D’abord, il y a eu un imbroglio quant à la révision de la liste électorale en banlieue. Là-bas, on s’était habitués à recevoir la liste dans une enveloppe adressée à son nom. Les citoyens et citoyennes ont plutôt reçu, comme c’est le cas dans l’actuelle ville de Montréal, une enveloppe adressée "à l’occupant", avec un logo minimaliste de Élections Montréal. Plusieurs résidants ont cru avoir affaire à du junk mail publicitaire, et ont jeté l’enveloppe à la corbeille.

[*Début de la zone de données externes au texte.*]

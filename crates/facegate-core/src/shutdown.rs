//! Ordered teardown of a running service.
//!
//! 1. stop accepting streaming connections and wait for the accept task
//! 2. cancel the shared token (sessions and dispatch begin closing)
//! 3. wait for every session to finish
//! 4. release the engine
//! 5. close the control channel

use std::sync::Arc;

use tokio::sync::Mutex;
use tokio::task::JoinHandle;
use tokio_util::sync::CancellationToken;
use tracing::{debug, error, info};

use crate::control::ControlServer;
use crate::gateway::EngineGateway;
use crate::session::SessionManager;

/// Everything the coordinator tears down.
pub struct ServiceParts {
    pub accept_stop: CancellationToken,
    pub accept: JoinHandle<Result<(), std::io::Error>>,
    pub shutdown: CancellationToken,
    pub sessions: Arc<SessionManager>,
    pub gateway: Arc<EngineGateway>,
    pub control: Arc<ControlServer>,
}

/// Runs the teardown sequence exactly once.
pub struct ShutdownCoordinator {
    parts: Mutex<Option<ServiceParts>>,
}

impl ShutdownCoordinator {
    pub fn new(parts: ServiceParts) -> Self {
        Self {
            parts: Mutex::new(Some(parts)),
        }
    }

    /// Tear the service down. Later calls wait for the first to finish and
    /// then return without doing anything.
    pub async fn shutdown(&self) {
        let mut guard = self.parts.lock().await;
        let Some(parts) = guard.take() else {
            debug!("Shutdown already complete");
            return;
        };

        info!("Shutting down");

        parts.accept_stop.cancel();
        match parts.accept.await {
            Ok(Ok(())) => debug!("Streaming listener stopped"),
            Ok(Err(e)) => error!(error = %e, "Streaming listener failed"),
            Err(e) => error!(error = %e, "Streaming listener task panicked"),
        }

        parts.shutdown.cancel();

        let live = parts.sessions.connection_count();
        debug!(live, "Waiting for sessions to close");
        parts.sessions.wait_closed().await;

        parts.gateway.release().await;

        parts.control.close().await;

        info!("Shutdown complete");
    }
}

Ensuite, les bureaux de vote, toujours situés aux mêmes endroits d’une élection à l’autre, n’y seront plus. Des 425 qu’on en recensait, il n’en restera plus que 175. (Dès son premier geste, la nouvelle Ville coupe des services… ça regarde mal pour ceux qui nous en promettent toujours plus.)

Quand ils auront trouvé le nouveau bureau de vote, les électeurs tomberont sur des urnes électroniques, une innovation pour la grande majorité des électeurs montréalais.

Pas que la machine soit difficile à faire fonctionner, mais elle commande une nouvelle sorte de bulletins de vote. Sur le site Web du Comité de transition (www.transitionmontreal.org), on indique en grosses lettres que cela ne change rien, "vous voterez comme d’habitude en marquant, à l’aide d’un crayon, le cercle en regard du nom du candidat pour lequel vous désirez voter". Mais les petits caractères ne disent pas la même chose: "noircir l’intérieur d’un cercle", indique-t-on plutôt. Ce n’est plus du tout la même chose, et surtout pas comme d’habitude. Marquer: mettre un signe qui permet de reconnaître. Un X est un signe, un crochet est un signe. Noircir: rendre noir. Un X ne rend pas noir; un crochet, non plus.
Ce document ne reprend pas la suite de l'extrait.